So, where do you go to find honey (or bee pollen) made in your home state?

You might think you could find it at your local grocery stores. That’s not necessarily so.

At my local Kroger, there was a huge supply of honey products (near the bread section). Despite ALL of the different types of honey found there, none was from right here in Tennessee. Instead, they said “product of Oregon” or “product of Michigan”. The other states were: Florida and Indiana.
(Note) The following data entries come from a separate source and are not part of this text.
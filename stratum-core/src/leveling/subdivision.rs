//! Catmull-Rom subdivision of a probed grid
//!
//! Produces a denser grid of `(n - 1) * factor + 1` nodes per axis whose
//! values pass through the probed nodes. The probed grid is padded by one
//! node on every side using linear extrapolation `2·edge − inner` so the
//! spline has four control points everywhere.

use super::grid::{ProbeGrid, VirtualGrid, MAX_SUBDIVISION};
use super::LevelingError;

/// Catmull-Rom interpolation between `p[1]` and `p[2]` at `t` in `[0, 1]`
fn catmull_rom(p: [f32; 4], t: f32) -> f32 {
    let t2 = t * t;
    let t3 = t2 * t;
    0.5 * (p[0] * (-t + 2.0 * t2 - t3)
        + p[1] * (2.0 - 5.0 * t2 + 3.0 * t3)
        + p[2] * (t + 4.0 * t2 - 3.0 * t3)
        - p[3] * (t2 - t3))
}

/// Value of the padded grid, where padded index 0 and `n + 1` lie outside
/// the probed grid
fn padded(grid: &ProbeGrid, px: usize, py: usize) -> f32 {
    let (nx, ny) = (grid.nx(), grid.ny());
    let px = px.min(nx + 1);
    let py = py.min(ny + 1);

    if px == 0 || px == nx + 1 {
        let (edge, inner) = if px == 0 { (0, 1) } else { (nx - 1, nx - 2) };
        return if (1..=ny).contains(&py) {
            2.0 * grid.get(edge, py - 1) - grid.get(inner, py - 1)
        } else {
            // Corner of the padding: extrapolate along X from padded column values
            2.0 * padded(grid, edge + 1, py) - padded(grid, inner + 1, py)
        };
    }
    if py == 0 || py == ny + 1 {
        let (edge, inner) = if py == 0 { (0, 1) } else { (ny - 1, ny - 2) };
        return 2.0 * grid.get(px - 1, edge) - grid.get(px - 1, inner);
    }
    grid.get(px - 1, py - 1)
}

/// Spline value inside probed cell `(cx, cy)` at fractions `(tx, ty)`
fn bicubic(grid: &ProbeGrid, cx: usize, cy: usize, tx: f32, ty: f32) -> f32 {
    // Probed node (cx, cy) is padded node (cx + 1, cy + 1); control points
    // run from padded cx .. cx + 3
    let mut row = [0.0; 4];
    for (i, r) in row.iter_mut().enumerate() {
        let mut column = [0.0; 4];
        for (j, c) in column.iter_mut().enumerate() {
            *c = padded(grid, cx + i, cy + j);
        }
        *r = catmull_rom(column, ty);
    }
    catmull_rom(row, tx)
}

/// Build the subdivided grid for `grid`
///
/// `factor` 1 copies the grid unchanged. Every probed node must hold a
/// value.
pub fn subdivide(grid: &ProbeGrid, factor: usize) -> Result<VirtualGrid, LevelingError> {
    if factor == 0 || factor > MAX_SUBDIVISION {
        return Err(LevelingError::InvalidGrid);
    }
    if !grid.is_complete() {
        return Err(LevelingError::InvalidGrid);
    }

    let layout = grid.layout();
    let points = [
        (layout.points[0] - 1) * factor + 1,
        (layout.points[1] - 1) * factor + 1,
    ];
    let spacing = [
        layout.spacing[0] / factor as f32,
        layout.spacing[1] / factor as f32,
    ];
    let mut virt = VirtualGrid::new(points, layout.origin, spacing)?;

    for cx in 0..layout.points[0] {
        for cy in 0..layout.points[1] {
            for tx in 0..factor {
                for ty in 0..factor {
                    let last_x = cx == layout.points[0] - 1;
                    let last_y = cy == layout.points[1] - 1;
                    if (tx > 0 && last_x) || (ty > 0 && last_y) {
                        continue;
                    }
                    let z = if tx == 0 && ty == 0 {
                        grid.get(cx, cy)
                    } else {
                        bicubic(
                            grid,
                            cx,
                            cy,
                            tx as f32 / factor as f32,
                            ty as f32 / factor as f32,
                        )
                    };
                    virt.set(cx * factor + tx, cy * factor + ty, z)?;
                }
            }
        }
    }

    debug!("subdivided {}x{} grid by {}", layout.points[0], layout.points[1], factor);
    Ok(virt)
}
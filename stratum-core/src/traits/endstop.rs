//! Endstop inputs

use crate::motion::Actuator;

/// Identifies one endstop switch
///
/// Channels A/B/C are the X/Y/Z switches on Cartesian and Core machines and
/// the tower switches on a delta.
#[derive(Debug, Clone, Copy, PartialEq, Eq)]
#[cfg_attr(feature = "defmt", derive(defmt::Format))]
pub enum EndstopId {
    Min(Actuator),
    Max(Actuator),
    /// Bed probe trigger
    Probe,
}

impl EndstopId {
    /// Dense index for bitmask storage: min A..C, max A..C, probe
    pub fn index(self) -> usize {
        match self {
            EndstopId::Min(a) => a.index(),
            EndstopId::Max(a) => 3 + a.index(),
            EndstopId::Probe => 6,
        }
    }

    /// Every endstop, in index order
    pub const ALL: [EndstopId; 7] = [
        EndstopId::Min(Actuator::A),
        EndstopId::Min(Actuator::B),
        EndstopId::Min(Actuator::C),
        EndstopId::Max(Actuator::A),
        EndstopId::Max(Actuator::B),
        EndstopId::Max(Actuator::C),
        EndstopId::Probe,
    ];
}

/// A single switch input
///
/// Implementations report the debounced, polarity-corrected state.
pub trait EndstopSensor {
    /// True while the switch is pressed
    fn is_triggered(&mut self) -> bool;
}

#[cfg(test)]
mod tests {
    use super::*;

    #[test]
    fn test_indices_are_dense() {
        for (i, id) in EndstopId::ALL.iter().enumerate() {
            assert_eq!(id.index(), i);
        }
    }
}
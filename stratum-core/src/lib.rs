//! Board-agnostic motion preparation logic for the Stratum firmware
//!
//! This crate contains everything between a requested logical destination
//! and the actuator-space segments handed to the stepper executor:
//!
//! - Kinematic transforms (Cartesian, Core, Delta, SCARA)
//! - Bed leveling surfaces (mesh, bilinear with spline subdivision, plane)
//! - Software endstop clamping
//! - Segmented move planning (kinematic and grid-crossing splits)
//! - Homing state machine and sequencer
//! - Z probe routine
//! - Configuration type definitions
//!
//! Hardware is reached only through the traits in [`traits`].

#![no_std]
#![deny(unsafe_code)]

#[cfg(test)]
extern crate std;

// This mod MUST go first, so that the others see its macros.
#[macro_use]
mod fmt;
mod math;

pub mod config;
pub mod homing;
pub mod kinematics;
pub mod leveling;
pub mod motion;
pub mod traits;

#[cfg(test)]
mod sim;
//! Least-squares bed plane

use super::LevelingError;

/// `z = a·x + b·y + c`
#[derive(Debug, Clone, Copy, PartialEq, Default)]
#[cfg_attr(feature = "defmt", derive(defmt::Format))]
pub struct Plane {
    pub a: f32,
    pub b: f32,
    pub c: f32,
}

impl Plane {
    /// Fit a plane through `(x, y, z)` samples
    ///
    /// Needs at least three samples that are not collinear.
    pub fn fit(samples: impl Iterator<Item = [f32; 3]> + Clone) -> Result<Self, LevelingError> {
        let mut n = 0usize;
        let (mut sx, mut sy, mut sz) = (0.0f32, 0.0f32, 0.0f32);
        for [x, y, z] in samples.clone() {
            n += 1;
            sx += x;
            sy += y;
            sz += z;
        }
        if n < 3 {
            return Err(LevelingError::Degenerate);
        }
        let inv_n = 1.0 / n as f32;
        let (mx, my, mz) = (sx * inv_n, sy * inv_n, sz * inv_n);

        // Normal equations on centered data
        let (mut sxx, mut syy, mut sxy, mut sxz, mut syz) = (0.0f32, 0.0f32, 0.0f32, 0.0f32, 0.0f32);
        for [x, y, z] in samples {
            let (dx, dy, dz) = (x - mx, y - my, z - mz);
            sxx += dx * dx;
            syy += dy * dy;
            sxy += dx * dy;
            sxz += dx * dz;
            syz += dy * dz;
        }

        let det = sxx * syy - sxy * sxy;
        if !(det > 1e-6 * sxx * syy) {
            return Err(LevelingError::Degenerate);
        }
        let a = (sxz * syy - syz * sxy) / det;
        let b = (syz * sxx - sxz * sxy) / det;
        Ok(Self {
            a,
            b,
            c: mz - a * mx - b * my,
        })
    }

    pub fn z_at(&self, x: f32, y: f32) -> f32 {
        self.a * x + self.b * y + self.c
    }
}

#[cfg(test)]
mod tests {
    use super::*;

    #[test]
    fn test_three_point_fit_is_exact() {
        let pts = [[0.0, 0.0, 0.1], [100.0, 0.0, 0.3], [0.0, 100.0, -0.1]];
        let plane = Plane::fit(pts.iter().copied()).unwrap();
        for [x, y, z] in pts {
            assert!((plane.z_at(x, y) - z).abs() < 1e-5);
        }
        assert!((plane.a - 0.002).abs() < 1e-6);
        assert!((plane.b + 0.002).abs() < 1e-6);
    }

    #[test]
    fn test_least_squares_averages_noise() {
        // Symmetric noise around z = 0.5 cancels out
        let pts = [
            [0.0, 0.0, 0.6],
            [10.0, 0.0, 0.4],
            [0.0, 10.0, 0.4],
            [10.0, 10.0, 0.6],
        ];
        let plane = Plane::fit(pts.iter().copied()).unwrap();
        assert!(plane.a.abs() < 1e-6);
        assert!(plane.b.abs() < 1e-6);
        assert!((plane.c - 0.5).abs() < 1e-6);
    }

    #[test]
    fn test_collinear_rejected() {
        let pts = [[0.0, 0.0, 0.0], [10.0, 10.0, 1.0], [20.0, 20.0, 2.0]];
        assert_eq!(Plane::fit(pts.iter().copied()), Err(LevelingError::Degenerate));
    }

    #[test]
    fn test_too_few_points() {
        let pts = [[0.0, 0.0, 0.0], [10.0, 0.0, 1.0]];
        assert_eq!(Plane::fit(pts.iter().copied()), Err(LevelingError::Degenerate));
    }
}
I was fairly surprised that there was no honey from Tennessee there.

UPDATE: 76% of  honey sold at grocery stores has had the pollen removed or filtered out anyway!

I remember someone mentioning that local honey could always be found at your local Cracker Barrel store, but I haven’t checked there yet. [UPDATE: I checked… My local Cracker Barrel in Nashville Tennessee only carries honey from Wisconsin.]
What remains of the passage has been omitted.